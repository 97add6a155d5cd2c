//! 工具注册表
//!
//! 所有工具实现 Tool trait（name / description / execute），由 ToolRegistry 按名注册与查找，
//! ToolExecutor 在调用时加超时并统一转 AgentError。

use std::collections::BTreeMap;
use std::sync::Arc;

use async_trait::async_trait;
use serde_json::Value;

/// 工具 trait：名称、描述（写进 prompt）、异步执行（args 为 JSON）
#[async_trait]
pub trait Tool: Send + Sync {
    /// 工具名称（对应 ToolCall.name）
    fn name(&self) -> &str;

    fn description(&self) -> &str;

    async fn execute(&self, args: Value) -> Result<String, String>;
}

/// 工具注册表：按名称有序存储 Arc<dyn Tool>
///
/// 名称有序保证了 DEADLOCK 换工具时的选择是确定的。
#[derive(Default)]
pub struct ToolRegistry {
    tools: BTreeMap<String, Arc<dyn Tool>>,
}

impl ToolRegistry {
    pub fn new() -> Self {
        Self::default()
    }

    pub fn register(&mut self, tool: impl Tool + 'static) {
        let name = tool.name().to_string();
        self.tools.insert(name, Arc::new(tool));
    }

    pub fn get(&self, name: &str) -> Option<Arc<dyn Tool>> {
        self.tools.get(name).cloned()
    }

    pub fn contains(&self, name: &str) -> bool {
        self.tools.contains_key(name)
    }

    pub async fn execute(&self, name: &str, args: Value) -> Result<String, String> {
        let tool = self.tools.get(name).ok_or_else(|| format!("Unknown tool: {name}"))?;
        tool.execute(args).await
    }

    /// 按名称排序
    pub fn tool_names(&self) -> Vec<String> {
        self.tools.keys().cloned().collect()
    }

    /// 返回 (name, description) 列表，用于生成 prompt 中的 Available tools 段落
    pub fn tool_descriptions(&self) -> Vec<(String, String)> {
        self.tools
            .iter()
            .map(|(name, tool)| (name.clone(), tool.description().to_string()))
            .collect()
    }
}
//! 可观测性：tracing 订阅器初始化与 Prometheus 指标
//!
//! RUST_LOG 优先；未设置时使用配置中的 observability.log_level。

pub mod metrics;

pub use metrics::{GuardMetrics, SessionMetrics};

use tracing_subscriber::{fmt, prelude::*, EnvFilter};

pub fn init(default_level: &str) {
    let filter = EnvFilter::try_from_default_env()
        .or_else(|_| EnvFilter::try_new(default_level))
        .unwrap_or_else(|_| EnvFilter::new("info"));
    // 测试或嵌入方可能已安装订阅器
    let _ = tracing_subscriber::registry()
        .with(filter)
        .with(fmt::layer())
        .try_init();
}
* * * * * * *
_ASSIGNMENT_
Please return all lines in the material above that include the word "impl".

_SOLUTION FOR THIS PROBLEM_
impl ToolRegistry {
    pub fn register(&mut self, tool: impl Tool + 'static) {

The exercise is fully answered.